Beth flushed deeply, then went back to frowning into a book called Enabling Romance: A Guide to Love, Sex, and Relationships for People with Disabilities. He continued to eye her appreciatively and without apology. She was prettier than Brita. Better shaped, too, like a bass. Poor Brita carried it all in the gut and backside.
“Enabling Romance, huh?” Archibald said, reading off the title. “Sounds like a page turner.”
Not looking up from her book, Beth said: “So, Edna sang ‘Is That All There Is’ into the general voice mailbox again last night.”
“Oh man, really?”
Archibald smiled. Edna had been doing this a lot lately. Ever since that one night he’d visited her and his father, and his father had inexplicably left the living room to go upstairs and fondle his instruments for the evening, leaving Edna and Archibald alone and embittered enough to drunkenly fondle each other. Though it had been a bleak, brief union—doggie style, on the velour couch, with Edna’s senile ninety-year-old mother watching and muttering joyfully from the La-Z-Boy—Edna couldn’t leave him alone after that night. She’d get drunk, lock herself in the bathroom with her keyboard and a cordless phone, then call the bookstore, singing Peggy Lee songs until the voice mail cut her off. She called the bookstore because Archibald was often without a phone due to unpaid bills, so where else was she going to call? Also, because she was insane.
“She came by earlier, demanding to see you,” Beth told him. “Didn’t believe me when I said you weren’t in today. Called me a liar.”
“Jesus,” Archibald said.
“There was this old lady with her. She must have been, like, a hundred. She kept giggling like she was senile or something.”
“Lucille. Her mother. She is senile. Great gal, though.”
He told Beth how he learned about Lucille during an overnight visit to his father’s one Christmas, when he’d snuck in to Edna’s bedroom late at night, hoping to get lucky. When Archibald realized Edna shared a bed with her mother, he’d attempted to back out, but Edna had encouraged him to go for it all the same. He had, but then the old woman woke up about halfway through, crying, “Oh dear! Oh dear!” At that point, Archibald had been ready to quit, but Edna insisted he keep going.
Beth stared at him, her mouth and eyes wide open.
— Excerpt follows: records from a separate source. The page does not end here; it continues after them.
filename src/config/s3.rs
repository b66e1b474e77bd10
use crate::config::IngestConfig;
use crate::core::Storage;
use crate::utils::error::{IngestError, Result};
use crate::utils::validation::validate_required_field;
use aws_config::BehaviorVersion;
use aws_sdk_s3::config::{
    Credentials, Region, RequestChecksumCalculation, ResponseChecksumValidation,
};
use aws_sdk_s3::error::DisplayErrorContext;
use aws_sdk_s3::primitives::ByteStream;
use aws_sdk_s3::Client as S3Client;
use url::Url;

#[derive(Debug, Clone)]
pub struct S3Storage {
    client: S3Client,
    bucket: String,
    endpoint: Url,
    path_style: bool,
}

impl S3Storage {
    pub fn new(client: S3Client, bucket: String, endpoint: Url, path_style: bool) -> Self {
        Self {
            client,
            bucket,
            endpoint,
            path_style,
        }
    }

    /// Builds a client for an S3-compatible store from static credentials.
    pub async fn connect(config: &IngestConfig) -> Result<Self> {
        let bucket = validate_required_field("bucket_name", &config.bucket_name)?.clone();
        let key = validate_required_field("bucket_key", &config.bucket_key)?;
        let secret = validate_required_field("bucket_secret", &config.bucket_secret)?;
        let endpoint = Url::parse(&config.bucket_endpoint).map_err(|e| {
            IngestError::InvalidConfigValueError {
                field: "bucket_endpoint".to_string(),
                value: config.bucket_endpoint.clone(),
                reason: e.to_string(),
            }
        })?;

        let shared = aws_config::defaults(BehaviorVersion::latest())
            .region(Region::new(config.bucket_region.clone()))
            .endpoint_url(config.bucket_endpoint.clone())
            .credentials_provider(Credentials::new(
                key.clone(),
                secret.clone(),
                None,
                None,
                "dmi-ingest",
            ))
            .load()
            .await;

        // S3 相容儲存 (OBS、MinIO) 不接受 SDK 預設附加的 CRC 校驗
        let s3_config = aws_sdk_s3::config::Builder::from(&shared)
            .force_path_style(config.bucket_path_style)
            .request_checksum_calculation(RequestChecksumCalculation::WhenRequired)
            .response_checksum_validation(ResponseChecksumValidation::WhenRequired)
            .build();

        tracing::debug!(
            "S3 client ready for bucket {} at {}",
            bucket,
            config.bucket_endpoint
        );

        Ok(Self::new(
            S3Client::from_conf(s3_config),
            bucket,
            endpoint,
            config.bucket_path_style,
        ))
    }

    async fn list_keys(&self, prefix: &str) -> Result<Vec<String>> {
        let mut keys = Vec::new();
        let mut pages = self
            .client
            .list_objects_v2()
            .bucket(&self.bucket)
            .prefix(prefix)
            .into_paginator()
            .send();

        while let Some(page) = pages.next().await {
            let page = page.map_err(|e| {
                IngestError::storage(format!(
                    "Failed to list {}/{}: {}",
                    self.bucket,
                    prefix,
                    DisplayErrorContext(&e)
                ))
            })?;
            keys.extend(
                page.contents()
                    .iter()
                    .filter_map(|object| object.key().map(str::to_string)),
            );
        }

        Ok(keys)
    }
}

fn content_type(path: &str) -> &'static str {
    if path.ends_with(".tif") {
        "image/tiff"
    } else if path.ends_with(".json") {
        "application/json"
    } else {
        "application/octet-stream"
    }
}

/// Public address of an object, virtual-hosted style unless path style is forced.
pub fn public_object_url(endpoint: &Url, bucket: &str, key: &str, path_style: bool) -> String {
    let base = endpoint.as_str().trim_end_matches('/');
    if path_style {
        return format!("{}/{}/{}", base, bucket, key);
    }

    let host = match (endpoint.host_str(), endpoint.port()) {
        (Some(host), Some(port)) => format!("{}:{}", host, port),
        (Some(host), None) => host.to_string(),
        (None, _) => return format!("{}/{}/{}", base, bucket, key),
    };
    format!("{}://{}.{}/{}", endpoint.scheme(), bucket, host, key)
}

impl Storage for S3Storage {
    async fn write_file(&self, path: &str, data: &[u8]) -> Result<()> {
        tracing::debug!("Uploading {} bytes to {}/{}", data.len(), self.bucket, path);

        self.client
            .put_object()
            .bucket(&self.bucket)
            .key(path)
            .content_type(content_type(path))
            .body(ByteStream::from(data.to_vec()))
            .send()
            .await
            .map_err(|e| {
                IngestError::storage(format!(
                    "Failed to upload {}/{}: {}",
                    self.bucket,
                    path,
                    DisplayErrorContext(&e)
                ))
            })?;

        Ok(())
    }

    async fn delete_prefix(&self, prefix: &str) -> Result<usize> {
        let prefix = format!("{}/", prefix.trim_end_matches('/'));
        let keys = self.list_keys(&prefix).await?;
        if keys.is_empty() {
            tracing::debug!("Nothing to delete under {}/{}", self.bucket, prefix);
            return Ok(0);
        }

        for key in &keys {
            self.client
                .delete_object()
                .bucket(&self.bucket)
                .key(key)
                .send()
                .await
                .map_err(|e| {
                    IngestError::storage(format!(
                        "Failed to delete {}/{}: {}",
                        self.bucket,
                        key,
                        DisplayErrorContext(&e)
                    ))
                })?;
        }

        Ok(keys.len())
    }

    fn public_url(&self, path: &str) -> String {
        public_object_url(&self.endpoint, &self.bucket, path, self.path_style)
    }
}

#[cfg(test)]
mod tests {
    use super::*;
    use clap::Parser;
    use httpmock::prelude::*;
    use httpmock::HttpMockRequest;

    const PREFIX: &str = "data/dmi/forecasts/dkss_if/sea-mean-deviation";

    async fn storage(server: &MockServer) -> S3Storage {
        let config = IngestConfig::try_parse_from([
            "dmi-ingest",
            "--dmi-api-key",
            "k",
            "--bucket-endpoint",
            &server.base_url(),
            "--bucket-name",
            "forecasts",
            "--bucket-key",
            "access",
            "--bucket-secret",
            "secret",
            "--bucket-path-style",
            "true",
        ])
        .unwrap();
        S3Storage::connect(&config).await.unwrap()
    }

    fn listing(keys: &[&str], next_token: Option<&str>) -> String {
        let contents: String = keys
            .iter()
            .map(|key| format!("<Contents><Key>{}</Key><Size>1</Size></Contents>", key))
            .collect();
        let truncation = match next_token {
            Some(token) => format!(
                "<IsTruncated>true</IsTruncated><NextContinuationToken>{}</NextContinuationToken>",
                token
            ),
            None => "<IsTruncated>false</IsTruncated>".to_string(),
        };
        format!(
            r#"<?xml version="1.0" encoding="UTF-8"?>
<ListBucketResult xmlns="http://s3.amazonaws.com/doc/2006-03-01/"><Name>forecasts</Name><KeyCount>{}</KeyCount><MaxKeys>1000</MaxKeys>{}{}</ListBucketResult>"#,
            keys.len(),
            truncation,
            contents
        )
    }

    fn has_checksum_header(req: &HttpMockRequest) -> bool {
        req.headers.as_ref().is_some_and(|headers| {
            headers
                .iter()
                .any(|(name, _)| name.to_ascii_lowercase().starts_with("x-amz-checksum-"))
        })
    }

    fn has_continuation_token(req: &HttpMockRequest) -> bool {
        req.query_params
            .as_ref()
            .is_some_and(|params| params.iter().any(|(name, _)| name == "continuation-token"))
    }

    #[tokio::test]
    async fn test_delete_prefix_walks_all_pages() {
        let server = MockServer::start();
        let first_page = server.mock(|when, then| {
            when.method(GET)
                .path_contains("/forecasts")
                .query_param("list-type", "2")
                .query_param("prefix", &format!("{}/", PREFIX))
                .matches(|req| !has_continuation_token(req));
            then.status(200)
                .header("Content-Type", "application/xml")
                .body(listing(
                    &[&format!("{}/20250101T000000.tif", PREFIX)],
                    Some("page-2"),
                ));
        });
        let second_page = server.mock(|when, then| {
            when.method(GET)
                .path_contains("/forecasts")
                .query_param("list-type", "2")
                .query_param("continuation-token", "page-2");
            then.status(200)
                .header("Content-Type", "application/xml")
                .body(listing(
                    &[
                        &format!("{}/20250101T010000.tif", PREFIX),
                        &format!("{}/forecasts.json", PREFIX),
                    ],
                    None,
                ));
        });
        let deletes = server.mock(|when, then| {
            when.method(DELETE)
                .path_contains(&format!("/forecasts/{}/", PREFIX));
            then.status(204);
        });

        let storage = storage(&server).await;
        let deleted = storage.delete_prefix(PREFIX).await.unwrap();

        assert_eq!(deleted, 3);
        first_page.assert();
        second_page.assert();
        deletes.assert_hits(3);
    }

    #[tokio::test]
    async fn test_delete_missing_prefix_is_ok() {
        let server = MockServer::start();
        let list = server.mock(|when, then| {
            when.method(GET)
                .path_contains("/forecasts")
                .query_param("prefix", "nothing/here/");
            then.status(200)
                .header("Content-Type", "application/xml")
                .body(listing(&[], None));
        });
        let deletes = server.mock(|when, then| {
            when.method(DELETE);
            then.status(204);
        });

        let storage = storage(&server).await;
        assert_eq!(storage.delete_prefix("nothing/here").await.unwrap(), 0);
        list.assert();
        deletes.assert_hits(0);
    }

    #[tokio::test]
    async fn test_upload_sends_no_checksum_headers() {
        let server = MockServer::start();
        let put = server.mock(|when, then| {
            when.method(PUT)
                .path(format!("/forecasts/{}/forecasts.json", PREFIX))
                .matches(|req| !has_checksum_header(req));
            then.status(200).header("ETag", "\"abc\"");
        });

        let storage = storage(&server).await;
        storage
            .write_file(&format!("{}/forecasts.json", PREFIX), b"{}")
            .await
            .unwrap();

        put.assert();
        assert_eq!(
            storage.public_url("a.tif"),
            format!("{}/forecasts/a.tif", server.base_url())
        );
    }

    #[test]
    fn test_virtual_hosted_url() {
        let endpoint = Url::parse("https://obs.eu-de.otc.t-systems.com").unwrap();
        assert_eq!(
            public_object_url(&endpoint, "forecasts", "data/dmi/a.tif", false),
            "https://forecasts.obs.eu-de.otc.t-systems.com/data/dmi/a.tif"
        );
    }

    #[test]
    fn test_path_style_url_keeps_port() {
        let endpoint = Url::parse("http://localhost:9000/").unwrap();
        assert_eq!(
            public_object_url(&endpoint, "forecasts", "a.tif", true),
            "http://localhost:9000/forecasts/a.tif"
        );
        assert_eq!(
            public_object_url(&endpoint, "forecasts", "a.tif", false),
            "http://forecasts.localhost:9000/a.tif"
        );
    }

    #[test]
    fn test_content_type() {
        assert_eq!(content_type("x/20250101T000000.tif"), "image/tiff");
        assert_eq!(content_type("x/forecasts.json"), "application/json");
    }
}
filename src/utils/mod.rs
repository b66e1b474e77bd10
pub mod error;
pub mod logger;
pub mod monitor;
pub mod validation;
use tracing_subscriber::{layer::SubscriberExt, util::SubscriberInitExt, EnvFilter};

#[derive(Debug, Clone, Copy, PartialEq, Eq, clap::ValueEnum)]
pub enum LogFormat {
    Compact,
    Json,
}

fn default_filter(verbose: bool) -> EnvFilter {
    EnvFilter::try_from_default_env().unwrap_or_else(|_| {
        if verbose {
            EnvFilter::new("dmi_ingest=debug,info")
        } else {
            EnvFilter::new("dmi_ingest=info,warn")
        }
    })
}

pub fn init_logger(verbose: bool, format: LogFormat) {
    let registry = tracing_subscriber::registry().with(default_filter(verbose));

    match format {
        LogFormat::Compact => registry
            .with(
                tracing_subscriber::fmt::layer()
                    .with_target(false)
                    .with_thread_ids(false)
                    .with_file(false)
                    .with_line_number(false)
                    .compact(),
            )
            .init(),
        // 容器日誌收集器偏好 JSON
        LogFormat::Json => registry
            .with(
                tracing_subscriber::fmt::layer()
                    .with_target(false)
                    .with_thread_ids(false)
                    .with_file(false)
                    .with_line_number(false)
                    .json(),
            )
            .init(),
    }
}
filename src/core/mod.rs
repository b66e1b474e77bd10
pub mod etl;
pub mod pipeline;
pub mod reproject;

pub use crate::domain::model::{ForecastCube, ForecastSlice, TransformResult};
pub use crate::domain::ports::{ConfigProvider, Pipeline, Storage};
pub use crate::utils::error::Result;
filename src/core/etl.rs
use crate::core::Pipeline;
use crate::utils::error::{IngestError, Result};
use crate::utils::monitor::ResourceMonitor;

/// Outcome of one run over all configured parameters.
#[derive(Debug, Default)]
pub struct RunSummary {
    /// Parameter and the location of its manifest.
    pub succeeded: Vec<(String, String)>,
    pub failed: Vec<(String, IngestError)>,
}

impl RunSummary {
    pub fn is_success(&self) -> bool {
        self.failed.is_empty()
    }

    pub fn into_result(self) -> Result<Vec<(String, String)>> {
        if self.failed.is_empty() {
            Ok(self.succeeded)
        } else {
            Err(IngestError::PartialFailureError {
                failed: self.failed.into_iter().map(|(name, _)| name).collect(),
            })
        }
    }
}

pub struct EtlEngine<P: Pipeline> {
    pipeline: P,
    monitor: ResourceMonitor,
}

impl<P: Pipeline> EtlEngine<P> {
    pub fn new(pipeline: P) -> Self {
        Self::new_with_monitoring(pipeline, false)
    }

    pub fn new_with_monitoring(pipeline: P, monitor_enabled: bool) -> Self {
        Self {
            pipeline,
            monitor: ResourceMonitor::new(monitor_enabled),
        }
    }

    /// Runs extract, transform and load for one parameter.
    pub async fn run_parameter(&self, parameter: &str) -> Result<String> {
        let payload = self.pipeline.extract(parameter).await?;
        self.monitor.log_phase(parameter, "Extract");

        let result = self.pipeline.transform(parameter, payload).await?;
        tracing::info!("Built {} GeoTIFF slices", result.slices.len());
        self.monitor.log_phase(parameter, "Transform");

        let manifest = self.pipeline.load(result).await?;
        self.monitor.log_phase(parameter, "Load");
        Ok(manifest)
    }

    /// Ingests every parameter in order; a failing parameter does not stop the others.
    pub async fn run(&self, parameters: &[String]) -> RunSummary {
        let mut summary = RunSummary::default();

        for parameter in parameters {
            tracing::info!("🚀 Start ingesting parameter '{}'", parameter);
            match self.run_parameter(parameter).await {
                Ok(manifest) => {
                    tracing::info!("✅ '{}' done, manifest at {}", parameter, manifest);
                    summary.succeeded.push((parameter.clone(), manifest));
                }
                Err(e) => {
                    tracing::error!(
                        "❌ '{}' failed: {} (Category: {:?}, Severity: {:?})",
                        parameter,
                        e,
                        e.category(),
                        e.severity()
                    );
                    tracing::error!("💡 Recovery suggestion: {}", e.recovery_suggestion());
                    summary.failed.push((parameter.clone(), e));
                }
            }
        }

        self.monitor.log_final_stats();
        summary
    }
}
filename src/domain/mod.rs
// Domain layer: forecast models and ports (interfaces) shared by adapters and the engine.

pub mod model;
pub mod ports;
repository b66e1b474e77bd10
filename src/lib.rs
pub mod adapters;
pub mod config;
pub mod core;
pub mod domain;
pub mod utils;

pub use adapters::dmi::DmiClient;
pub use config::{local::LocalStorage, s3::S3Storage, IngestConfig};
pub use core::{etl::EtlEngine, pipeline::ForecastPipeline};
pub use utils::error::{IngestError, Result};
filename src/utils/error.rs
use thiserror::Error;

#[derive(Error, Debug)]
pub enum IngestError {
    #[error("API request failed: {0}")]
    ApiError(#[from] reqwest::Error),

    #[error("DMI API returned {status}: {message}")]
    ApiStatusError { status: u16, message: String },

    #[error("NetCDF error: {0}")]
    NetCdfError(#[from] netcdf::Error),

    #[error("GeoTIFF encoding error: {0}")]
    TiffError(#[from] tiff::TiffError),

    #[error("IO error: {0}")]
    IoError(#[from] std::io::Error),

    #[error("Serialization error: {0}")]
    SerializationError(#[from] serde_json::Error),

    #[error("Background task failed: {0}")]
    TaskError(#[from] tokio::task::JoinError),

    #[error("Configuration error: {message}")]
    ConfigError { message: String },

    #[error("Missing configuration: {field}")]
    MissingConfigError { field: String },

    #[error("Invalid value for {field} ({value}): {reason}")]
    InvalidConfigValueError {
        field: String,
        value: String,
        reason: String,
    },

    #[error("Invalid forecast data: {message}")]
    InvalidDataError { message: String },

    #[error("Storage error: {message}")]
    StorageError { message: String },

    #[error("Ingestion failed for parameters: {}", failed.join(", "))]
    PartialFailureError { failed: Vec<String> },
}

#[derive(Debug, Clone, Copy, PartialEq, Eq)]
pub enum ErrorCategory {
    Configuration,
    Network,
    Data,
    Storage,
    System,
}

#[derive(Debug, Clone, Copy, PartialEq, Eq, PartialOrd, Ord)]
pub enum ErrorSeverity {
    Low,
    Medium,
    High,
    Critical,
}

impl IngestError {
    pub fn invalid_data(message: impl Into<String>) -> Self {
        IngestError::InvalidDataError {
            message: message.into(),
        }
    }

    pub fn storage(message: impl Into<String>) -> Self {
        IngestError::StorageError {
            message: message.into(),
        }
    }

    pub fn category(&self) -> ErrorCategory {
        match self {
            IngestError::ApiError(_) | IngestError::ApiStatusError { .. } => {
                ErrorCategory::Network
            }
            IngestError::NetCdfError(_)
            | IngestError::TiffError(_)
            | IngestError::InvalidDataError { .. } => ErrorCategory::Data,
            IngestError::ConfigError { .. }
            | IngestError::MissingConfigError { .. }
            | IngestError::InvalidConfigValueError { .. } => ErrorCategory::Configuration,
            IngestError::StorageError { .. } | IngestError::PartialFailureError { .. } => {
                ErrorCategory::Storage
            }
            IngestError::IoError(_)
            | IngestError::SerializationError(_)
            | IngestError::TaskError(_) => ErrorCategory::System,
        }
    }

    pub fn severity(&self) -> ErrorSeverity {
        match self.category() {
            ErrorCategory::Network | ErrorCategory::Storage => ErrorSeverity::Medium,
            ErrorCategory::Data | ErrorCategory::Configuration => ErrorSeverity::High,
            ErrorCategory::System => ErrorSeverity::Critical,
        }
    }

    /// 暫時性錯誤 (5xx、429、逾時) 才值得重試
    pub fn is_retryable(&self) -> bool {
        match self {
            IngestError::ApiError(e) => e.is_timeout() || e.is_connect() || e.is_request(),
            IngestError::ApiStatusError { status, .. } => *status == 429 || *status >= 500,
            _ => false,
        }
    }

    pub fn recovery_suggestion(&self) -> &'static str {
        match self {
            IngestError::ApiStatusError { status: 401, .. }
            | IngestError::ApiStatusError { status: 403, .. } => {
                "Check that DMI_API_KEY is valid for the forecast EDR API"
            }
            IngestError::ApiStatusError { status: 400, .. }
            | IngestError::ApiStatusError { status: 404, .. } => {
                "Check COLLECTION, PARAMETERS and BBOX against the DMI collection metadata"
            }
            IngestError::ApiError(_) | IngestError::ApiStatusError { .. } => {
                "The DMI API is unreachable or overloaded; retry later or raise RETRY_ATTEMPTS"
            }
            IngestError::NetCdfError(_) | IngestError::InvalidDataError { .. } => {
                "The payload could not be interpreted; verify the parameter exists in the collection"
            }
            IngestError::TiffError(_) => "Raster encoding failed; check the forecast grid size",
            IngestError::ConfigError { .. }
            | IngestError::MissingConfigError { .. }
            | IngestError::InvalidConfigValueError { .. } => {
                "Fix the environment variables listed above and restart the container"
            }
            IngestError::StorageError { .. } => {
                "Check BUCKET_ENDPOINT, BUCKET_NAME and the bucket credentials"
            }
            IngestError::PartialFailureError { .. } => {
                "Inspect the log lines of the failed parameters"
            }
            IngestError::IoError(_) | IngestError::TaskError(_) => {
                "Check free disk space and permissions of DATA_DIR and the temp directory"
            }
            IngestError::SerializationError(_) => "Manifest serialization failed; report a bug",
        }
    }

    pub fn user_friendly_message(&self) -> String {
        match self.category() {
            ErrorCategory::Configuration => format!("Invalid configuration: {}", self),
            ErrorCategory::Network => format!("Could not fetch forecast data: {}", self),
            ErrorCategory::Data => format!("Could not process forecast data: {}", self),
            ErrorCategory::Storage => format!("Could not store forecasts: {}", self),
            ErrorCategory::System => format!("System error: {}", self),
        }
    }
}

pub type Result<T> = std::result::Result<T, IngestError>;
use crate::utils::error::{IngestError, Result};
use url::Url;

pub trait Validate {
    fn validate(&self) -> Result<()>;
}

fn invalid(field_name: &str, value: &str, reason: impl Into<String>) -> IngestError {
    IngestError::InvalidConfigValueError {
        field: field_name.to_string(),
        value: value.to_string(),
        reason: reason.into(),
    }
}

pub fn validate_url(field_name: &str, url_str: &str) -> Result<()> {
    if url_str.is_empty() {
        return Err(invalid(field_name, url_str, "URL cannot be empty"));
    }

    match Url::parse(url_str) {
        Ok(url) => match url.scheme() {
            "http" | "https" => {
                if url.host_str().is_none() {
                    return Err(invalid(field_name, url_str, "URL has no host"));
                }
                Ok(())
            }
            scheme => Err(invalid(
                field_name,
                url_str,
                format!("Unsupported URL scheme: {}", scheme),
            )),
        },
        Err(e) => Err(invalid(
            field_name,
            url_str,
            format!("Invalid URL format: {}", e),
        )),
    }
}

pub fn validate_path(field_name: &str, path: &str) -> Result<()> {
    if path.is_empty() {
        return Err(invalid(field_name, path, "Path cannot be empty"));
    }

    if path.contains('\0') {
        return Err(invalid(field_name, path, "Path contains null bytes"));
    }

    Ok(())
}

pub fn validate_positive_number(field_name: &str, value: u64, min_value: u64) -> Result<()> {
    if value < min_value {
        return Err(invalid(
            field_name,
            &value.to_string(),
            format!("Value must be at least {}", min_value),
        ));
    }
    Ok(())
}

pub fn validate_required_field<'a, T>(field_name: &str, value: &'a Option<T>) -> Result<&'a T> {
    value.as_ref().ok_or_else(|| IngestError::MissingConfigError {
        field: field_name.to_string(),
    })
}

pub fn validate_non_empty_string(field_name: &str, value: &str) -> Result<()> {
    if value.trim().is_empty() {
        return Err(invalid(
            field_name,
            value,
            "Value cannot be empty or whitespace-only",
        ));
    }
    Ok(())
}

pub fn validate_range<T: PartialOrd + std::fmt::Display + Copy>(
    field_name: &str,
    value: T,
    min: T,
    max: T,
) -> Result<()> {
    if value < min || value > max {
        return Err(invalid(
            field_name,
            &value.to_string(),
            format!("Value must be between {} and {}", min, max),
        ));
    }
    Ok(())
}

/// A single key segment: no separators and no `.` or `..`.
pub fn validate_path_segment(field_name: &str, value: &str) -> Result<()> {
    let trimmed = value.trim();
    if trimmed.is_empty() {
        return Err(invalid(field_name, value, "Value cannot be empty"));
    }
    if trimmed.contains('/') || trimmed.contains('\\') {
        return Err(invalid(field_name, value, "Value cannot contain path separators"));
    }
    if trimmed == "." || trimmed == ".." {
        return Err(invalid(field_name, value, "Value cannot be '.' or '..'"));
    }
    Ok(())
}

/// S3 命名規則：3-63 字元、小寫英數、'-' 與 '.'
pub fn validate_bucket_name(field_name: &str, bucket_name: &str) -> Result<()> {
    if bucket_name.len() < 3 || bucket_name.len() > 63 {
        return Err(invalid(
            field_name,
            bucket_name,
            "Bucket name must be between 3 and 63 characters",
        ));
    }

    if !bucket_name
        .chars()
        .all(|c| c.is_ascii_lowercase() || c.is_ascii_digit() || c == '-' || c == '.')
    {
        return Err(invalid(
            field_name,
            bucket_name,
            "Bucket name can only contain lowercase letters, numbers, hyphens, and dots",
        ));
    }

    let first_last_ok = |c: Option<char>| c.is_some_and(|c| c.is_ascii_alphanumeric());
    if !first_last_ok(bucket_name.chars().next()) || !first_last_ok(bucket_name.chars().last()) {
        return Err(invalid(
            field_name,
            bucket_name,
            "Bucket name must start and end with a letter or number",
        ));
    }

    Ok(())
}

#[cfg(test)]
mod tests {
    use super::*;

    #[test]
    fn test_validate_path_segment() {
        assert!(validate_path_segment("parameters", "sea-mean-deviation").is_ok());
        assert!(validate_path_segment("parameters", "a.b").is_ok());
        assert!(validate_path_segment("parameters", "..").is_err());
        assert!(validate_path_segment("parameters", ".").is_err());
        assert!(validate_path_segment("collection", "dkss_if/../x").is_err());
        assert!(validate_path_segment("collection", "a\\b").is_err());
        assert!(validate_path_segment("collection", " ").is_err());
    }

    #[test]
    fn test_validate_url() {
        assert!(validate_url("dmi_api_url", "https://dmigw.govcloud.dk/v1/forecastedr").is_ok());
        assert!(validate_url("bucket_endpoint", "http://localhost:9000").is_ok());
        assert!(validate_url("dmi_api_url", "").is_err());
        assert!(validate_url("dmi_api_url", "invalid-url").is_err());
        assert!(validate_url("dmi_api_url", "ftp://example.com").is_err());
    }

    #[test]
    fn test_validate_positive_number() {
        assert!(validate_positive_number("request_timeout_secs", 30, 1).is_ok());
        assert!(validate_positive_number("request_timeout_secs", 0, 1).is_err());
    }

    #[test]
    fn test_validate_bucket_name() {
        assert!(validate_bucket_name("bucket_name", "forecast-data.v1").is_ok());
        assert!(validate_bucket_name("bucket_name", "ab").is_err());
        assert!(validate_bucket_name("bucket_name", "Forecasts").is_err());
        assert!(validate_bucket_name("bucket_name", "-forecasts").is_err());
        assert!(validate_bucket_name("bucket_name", "forecasts.").is_err());
    }

    #[test]
    fn test_validate_required_field() {
        let present = Some("key".to_string());
        let missing: Option<String> = None;
        assert_eq!(validate_required_field("bucket_key", &present).unwrap(), "key");
        assert!(matches!(
            validate_required_field("bucket_key", &missing),
            Err(IngestError::MissingConfigError { .. })
        ));
    }
}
“You didn’t keep going . . . did you?”
“Sure,” Archibald said. “I mean, it was awkward. I almost couldn’t. Thought for sure I’d never be able to look Lucille in the eye again. That it’d be, you know, weird after that. But what do you know? The next morning, she just smiled at me across the breakfast table and told me she was the world’s oldest teenager. Didn’t remember a thing.”
“Maybe she was pretending she hadn’t remembered to spare you both the embarrassment of how much of a prick you are,” Beth said.
“Maybe,” Archibald smiled. “Or maybe she got a kick out of being a spectator.”
“You’re sick,” Beth said, shaking her head, but there was a half-smile in her eyes when she said it. They began to talk more after that.
Archibald assumed Beth had many dates, many admirers. He was surprised to discover that, actually, she did not. Her “boyfriend” was a fortysomething quadriplegic living in Irvine, California, whom she met on the Internet though their shared enthusiasm for the novels of Marguerite Duras. Currently she was saving up money to go visit him.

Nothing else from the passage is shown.